| WHAT IS NEEDED |
Go to the line containing "correlation key) and" in the records below and print it and every following line exactly, on through the line containing "rather than a", then stop.

| INPUT MATERIAL |

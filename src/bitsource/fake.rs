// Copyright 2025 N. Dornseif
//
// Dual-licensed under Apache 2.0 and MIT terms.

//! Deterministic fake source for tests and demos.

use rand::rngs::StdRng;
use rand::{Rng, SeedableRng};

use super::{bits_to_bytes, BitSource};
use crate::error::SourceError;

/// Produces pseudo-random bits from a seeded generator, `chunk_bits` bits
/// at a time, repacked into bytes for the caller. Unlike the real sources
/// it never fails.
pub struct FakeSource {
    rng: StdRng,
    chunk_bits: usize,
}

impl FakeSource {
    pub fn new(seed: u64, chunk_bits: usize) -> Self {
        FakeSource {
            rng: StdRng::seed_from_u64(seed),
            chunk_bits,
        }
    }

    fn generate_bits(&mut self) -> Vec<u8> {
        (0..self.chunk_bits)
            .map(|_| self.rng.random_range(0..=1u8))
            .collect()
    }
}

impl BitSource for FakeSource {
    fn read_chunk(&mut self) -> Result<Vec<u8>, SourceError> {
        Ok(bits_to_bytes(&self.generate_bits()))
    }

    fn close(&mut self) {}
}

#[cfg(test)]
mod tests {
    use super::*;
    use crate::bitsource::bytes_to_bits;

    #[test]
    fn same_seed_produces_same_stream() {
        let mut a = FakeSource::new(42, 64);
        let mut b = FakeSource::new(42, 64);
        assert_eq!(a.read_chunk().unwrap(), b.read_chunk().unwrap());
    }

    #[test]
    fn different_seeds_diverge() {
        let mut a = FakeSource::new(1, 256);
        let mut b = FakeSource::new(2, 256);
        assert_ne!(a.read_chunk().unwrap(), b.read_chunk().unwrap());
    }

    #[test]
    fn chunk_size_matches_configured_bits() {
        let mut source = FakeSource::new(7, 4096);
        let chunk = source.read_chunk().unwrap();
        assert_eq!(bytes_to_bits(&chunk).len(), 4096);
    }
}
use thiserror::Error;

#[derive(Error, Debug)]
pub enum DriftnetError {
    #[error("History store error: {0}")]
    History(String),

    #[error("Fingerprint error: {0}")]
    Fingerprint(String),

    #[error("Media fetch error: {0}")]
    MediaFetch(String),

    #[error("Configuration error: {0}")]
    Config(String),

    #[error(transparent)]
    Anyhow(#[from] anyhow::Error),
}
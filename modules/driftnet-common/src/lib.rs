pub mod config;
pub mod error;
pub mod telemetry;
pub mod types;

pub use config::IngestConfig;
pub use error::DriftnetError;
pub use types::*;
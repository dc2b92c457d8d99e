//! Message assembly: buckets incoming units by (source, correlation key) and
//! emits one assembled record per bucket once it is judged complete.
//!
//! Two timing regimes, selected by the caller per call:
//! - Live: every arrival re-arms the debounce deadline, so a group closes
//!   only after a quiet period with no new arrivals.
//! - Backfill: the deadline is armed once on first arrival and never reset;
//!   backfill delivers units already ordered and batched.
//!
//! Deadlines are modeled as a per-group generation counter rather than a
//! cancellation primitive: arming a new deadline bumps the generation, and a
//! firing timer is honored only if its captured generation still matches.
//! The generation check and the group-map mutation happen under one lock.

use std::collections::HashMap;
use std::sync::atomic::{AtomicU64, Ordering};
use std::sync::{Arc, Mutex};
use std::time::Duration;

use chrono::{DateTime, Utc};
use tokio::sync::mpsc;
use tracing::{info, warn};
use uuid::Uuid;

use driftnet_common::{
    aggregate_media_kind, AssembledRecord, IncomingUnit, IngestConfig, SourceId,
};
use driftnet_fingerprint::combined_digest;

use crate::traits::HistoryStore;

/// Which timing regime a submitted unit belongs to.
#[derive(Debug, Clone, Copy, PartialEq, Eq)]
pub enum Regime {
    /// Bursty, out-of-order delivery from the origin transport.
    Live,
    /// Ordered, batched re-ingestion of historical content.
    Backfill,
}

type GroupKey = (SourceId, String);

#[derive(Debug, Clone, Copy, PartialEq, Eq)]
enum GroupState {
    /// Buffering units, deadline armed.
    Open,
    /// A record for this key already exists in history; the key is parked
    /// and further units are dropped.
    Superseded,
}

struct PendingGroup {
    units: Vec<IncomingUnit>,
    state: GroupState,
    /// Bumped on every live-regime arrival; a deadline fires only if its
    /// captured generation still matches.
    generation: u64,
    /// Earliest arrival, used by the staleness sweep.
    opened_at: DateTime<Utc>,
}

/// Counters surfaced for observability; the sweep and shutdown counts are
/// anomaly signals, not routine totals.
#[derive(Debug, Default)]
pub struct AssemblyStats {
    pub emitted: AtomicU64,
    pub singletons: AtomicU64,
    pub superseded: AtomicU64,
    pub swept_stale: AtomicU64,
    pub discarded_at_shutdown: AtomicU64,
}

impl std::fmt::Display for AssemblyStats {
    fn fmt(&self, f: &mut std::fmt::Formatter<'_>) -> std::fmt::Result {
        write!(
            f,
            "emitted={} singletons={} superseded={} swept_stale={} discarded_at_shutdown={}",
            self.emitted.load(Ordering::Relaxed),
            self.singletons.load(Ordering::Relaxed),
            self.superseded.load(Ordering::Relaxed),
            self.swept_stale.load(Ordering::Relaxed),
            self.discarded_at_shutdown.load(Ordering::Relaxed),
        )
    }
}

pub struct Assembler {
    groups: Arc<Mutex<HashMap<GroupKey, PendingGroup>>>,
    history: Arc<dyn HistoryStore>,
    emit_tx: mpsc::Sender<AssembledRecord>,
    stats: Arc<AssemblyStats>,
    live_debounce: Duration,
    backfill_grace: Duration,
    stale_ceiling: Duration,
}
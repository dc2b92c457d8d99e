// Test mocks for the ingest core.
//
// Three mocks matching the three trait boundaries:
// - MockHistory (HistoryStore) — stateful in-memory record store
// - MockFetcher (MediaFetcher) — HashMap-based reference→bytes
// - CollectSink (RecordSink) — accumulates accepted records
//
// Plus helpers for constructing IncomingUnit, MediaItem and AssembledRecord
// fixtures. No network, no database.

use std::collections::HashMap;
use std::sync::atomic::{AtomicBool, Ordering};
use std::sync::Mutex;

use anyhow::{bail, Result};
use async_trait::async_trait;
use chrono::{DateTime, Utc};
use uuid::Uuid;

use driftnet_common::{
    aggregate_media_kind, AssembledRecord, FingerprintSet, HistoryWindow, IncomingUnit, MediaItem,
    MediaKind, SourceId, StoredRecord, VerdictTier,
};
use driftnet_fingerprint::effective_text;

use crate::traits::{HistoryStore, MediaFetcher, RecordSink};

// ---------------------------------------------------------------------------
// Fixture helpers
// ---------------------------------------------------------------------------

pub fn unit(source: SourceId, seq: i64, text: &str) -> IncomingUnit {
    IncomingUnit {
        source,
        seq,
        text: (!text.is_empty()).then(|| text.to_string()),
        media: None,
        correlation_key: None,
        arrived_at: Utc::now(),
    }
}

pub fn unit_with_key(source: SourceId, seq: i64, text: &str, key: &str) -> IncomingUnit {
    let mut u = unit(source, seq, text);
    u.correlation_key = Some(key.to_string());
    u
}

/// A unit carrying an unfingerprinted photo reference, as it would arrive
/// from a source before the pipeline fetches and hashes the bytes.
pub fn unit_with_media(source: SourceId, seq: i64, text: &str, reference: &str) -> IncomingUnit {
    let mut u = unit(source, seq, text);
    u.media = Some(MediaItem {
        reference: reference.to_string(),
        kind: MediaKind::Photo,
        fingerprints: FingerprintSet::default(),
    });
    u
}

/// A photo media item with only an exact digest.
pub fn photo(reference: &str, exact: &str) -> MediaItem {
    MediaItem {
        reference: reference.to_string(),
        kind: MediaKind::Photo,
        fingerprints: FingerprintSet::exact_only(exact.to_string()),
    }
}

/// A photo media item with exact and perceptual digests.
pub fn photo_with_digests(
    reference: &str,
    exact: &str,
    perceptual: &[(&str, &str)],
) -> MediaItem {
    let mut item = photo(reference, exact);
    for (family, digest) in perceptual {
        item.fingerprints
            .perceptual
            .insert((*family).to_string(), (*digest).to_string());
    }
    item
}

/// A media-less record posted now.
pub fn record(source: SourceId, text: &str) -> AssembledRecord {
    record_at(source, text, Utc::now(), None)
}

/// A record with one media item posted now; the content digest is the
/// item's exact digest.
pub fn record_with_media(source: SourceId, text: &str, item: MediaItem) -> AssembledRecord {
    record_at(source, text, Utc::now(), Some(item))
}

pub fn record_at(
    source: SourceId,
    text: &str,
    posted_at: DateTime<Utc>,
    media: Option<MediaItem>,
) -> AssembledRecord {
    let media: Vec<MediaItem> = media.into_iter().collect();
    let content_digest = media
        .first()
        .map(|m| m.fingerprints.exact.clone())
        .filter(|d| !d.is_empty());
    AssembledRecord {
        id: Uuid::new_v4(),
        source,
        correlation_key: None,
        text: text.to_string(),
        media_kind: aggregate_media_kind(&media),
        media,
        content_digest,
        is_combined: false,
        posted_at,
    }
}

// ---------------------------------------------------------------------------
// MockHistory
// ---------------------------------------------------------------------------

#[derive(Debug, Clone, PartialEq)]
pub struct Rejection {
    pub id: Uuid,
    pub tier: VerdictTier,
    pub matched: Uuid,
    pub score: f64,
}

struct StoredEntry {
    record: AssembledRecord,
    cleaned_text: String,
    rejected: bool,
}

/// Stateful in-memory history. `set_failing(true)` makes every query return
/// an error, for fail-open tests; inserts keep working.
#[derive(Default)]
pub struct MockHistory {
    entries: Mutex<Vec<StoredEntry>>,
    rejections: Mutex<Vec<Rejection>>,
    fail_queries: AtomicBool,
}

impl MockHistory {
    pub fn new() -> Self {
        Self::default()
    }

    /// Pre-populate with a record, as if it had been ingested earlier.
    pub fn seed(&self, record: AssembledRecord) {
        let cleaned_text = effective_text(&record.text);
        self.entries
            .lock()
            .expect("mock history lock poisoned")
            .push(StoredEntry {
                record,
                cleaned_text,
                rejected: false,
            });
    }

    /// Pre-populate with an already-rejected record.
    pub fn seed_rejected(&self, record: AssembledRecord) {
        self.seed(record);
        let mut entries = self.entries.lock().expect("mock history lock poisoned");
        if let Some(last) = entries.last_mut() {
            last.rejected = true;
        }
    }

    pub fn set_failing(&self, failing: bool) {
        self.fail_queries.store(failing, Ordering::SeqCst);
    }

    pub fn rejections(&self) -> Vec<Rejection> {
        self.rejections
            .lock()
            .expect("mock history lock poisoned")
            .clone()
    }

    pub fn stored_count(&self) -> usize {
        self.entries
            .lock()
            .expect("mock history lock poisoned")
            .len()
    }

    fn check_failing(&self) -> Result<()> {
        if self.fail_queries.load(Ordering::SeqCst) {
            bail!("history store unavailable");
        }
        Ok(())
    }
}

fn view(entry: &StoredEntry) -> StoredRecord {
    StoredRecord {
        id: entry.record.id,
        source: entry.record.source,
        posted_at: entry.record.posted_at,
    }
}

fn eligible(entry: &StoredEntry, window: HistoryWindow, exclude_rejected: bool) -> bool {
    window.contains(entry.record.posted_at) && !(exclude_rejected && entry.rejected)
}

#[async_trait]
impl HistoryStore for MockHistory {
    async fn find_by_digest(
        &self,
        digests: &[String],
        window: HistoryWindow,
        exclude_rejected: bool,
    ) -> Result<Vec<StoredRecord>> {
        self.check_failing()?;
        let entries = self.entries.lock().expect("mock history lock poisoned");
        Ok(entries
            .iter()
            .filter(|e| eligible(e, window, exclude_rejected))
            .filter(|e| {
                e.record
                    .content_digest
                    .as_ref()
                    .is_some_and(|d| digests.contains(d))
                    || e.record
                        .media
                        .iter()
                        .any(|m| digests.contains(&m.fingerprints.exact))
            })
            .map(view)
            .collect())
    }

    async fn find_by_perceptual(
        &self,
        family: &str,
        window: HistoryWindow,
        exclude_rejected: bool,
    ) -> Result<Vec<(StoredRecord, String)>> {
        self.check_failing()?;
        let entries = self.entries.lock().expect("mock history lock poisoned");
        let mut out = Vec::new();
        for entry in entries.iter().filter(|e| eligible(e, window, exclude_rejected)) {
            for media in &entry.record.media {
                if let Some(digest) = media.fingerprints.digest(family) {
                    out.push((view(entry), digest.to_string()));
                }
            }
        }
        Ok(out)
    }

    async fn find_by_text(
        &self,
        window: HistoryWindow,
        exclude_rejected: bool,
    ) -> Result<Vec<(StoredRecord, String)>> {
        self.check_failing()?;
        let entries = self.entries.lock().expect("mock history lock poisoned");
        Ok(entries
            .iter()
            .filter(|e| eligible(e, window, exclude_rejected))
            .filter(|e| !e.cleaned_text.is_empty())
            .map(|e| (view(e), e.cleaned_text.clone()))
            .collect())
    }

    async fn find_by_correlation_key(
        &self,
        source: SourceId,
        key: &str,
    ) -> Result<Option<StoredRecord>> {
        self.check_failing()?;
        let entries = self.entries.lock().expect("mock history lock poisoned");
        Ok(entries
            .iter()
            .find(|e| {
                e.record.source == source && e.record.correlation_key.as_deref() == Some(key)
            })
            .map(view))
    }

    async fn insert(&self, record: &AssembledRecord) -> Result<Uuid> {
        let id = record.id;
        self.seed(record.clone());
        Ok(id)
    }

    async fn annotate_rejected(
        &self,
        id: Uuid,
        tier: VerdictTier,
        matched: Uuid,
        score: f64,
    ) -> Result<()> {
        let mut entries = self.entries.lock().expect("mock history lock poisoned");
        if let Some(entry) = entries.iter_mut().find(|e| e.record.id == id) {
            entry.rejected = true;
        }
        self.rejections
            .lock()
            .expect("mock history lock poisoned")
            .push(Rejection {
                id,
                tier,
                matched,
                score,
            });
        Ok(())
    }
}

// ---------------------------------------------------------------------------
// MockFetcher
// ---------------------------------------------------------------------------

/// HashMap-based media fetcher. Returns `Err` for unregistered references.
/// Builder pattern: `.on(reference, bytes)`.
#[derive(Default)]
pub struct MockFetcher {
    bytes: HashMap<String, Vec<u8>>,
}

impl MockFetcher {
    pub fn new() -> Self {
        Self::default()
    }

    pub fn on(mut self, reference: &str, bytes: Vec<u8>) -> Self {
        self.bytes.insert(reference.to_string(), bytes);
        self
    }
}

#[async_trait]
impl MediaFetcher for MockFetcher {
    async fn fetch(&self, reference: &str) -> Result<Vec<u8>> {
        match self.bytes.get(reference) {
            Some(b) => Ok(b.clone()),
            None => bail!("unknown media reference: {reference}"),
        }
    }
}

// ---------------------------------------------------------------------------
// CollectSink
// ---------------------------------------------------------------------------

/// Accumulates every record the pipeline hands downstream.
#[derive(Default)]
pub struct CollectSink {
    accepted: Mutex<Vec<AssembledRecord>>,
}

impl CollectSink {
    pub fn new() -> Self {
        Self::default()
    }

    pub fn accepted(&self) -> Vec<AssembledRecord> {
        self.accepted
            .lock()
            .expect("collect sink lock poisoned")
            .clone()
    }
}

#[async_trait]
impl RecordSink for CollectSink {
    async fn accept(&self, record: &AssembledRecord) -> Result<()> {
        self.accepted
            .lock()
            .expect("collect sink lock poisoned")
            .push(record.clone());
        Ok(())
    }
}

| RESPONSE TO THIS EXERCISE |
//! Message assembly: buckets incoming units by (source, correlation key) and
//! emits one assembled record per bucket once it is judged complete.
//!
//! Two timing regimes, selected by the caller per call:
//! - Live: every arrival re-arms the debounce deadline, so a group closes
//!   only after a quiet period with no new arrivals.
//! - Backfill: the deadline is armed once on first arrival and never reset;
//!   backfill delivers units already ordered and batched.
//!
//! Deadlines are modeled as a per-group generation counter rather than a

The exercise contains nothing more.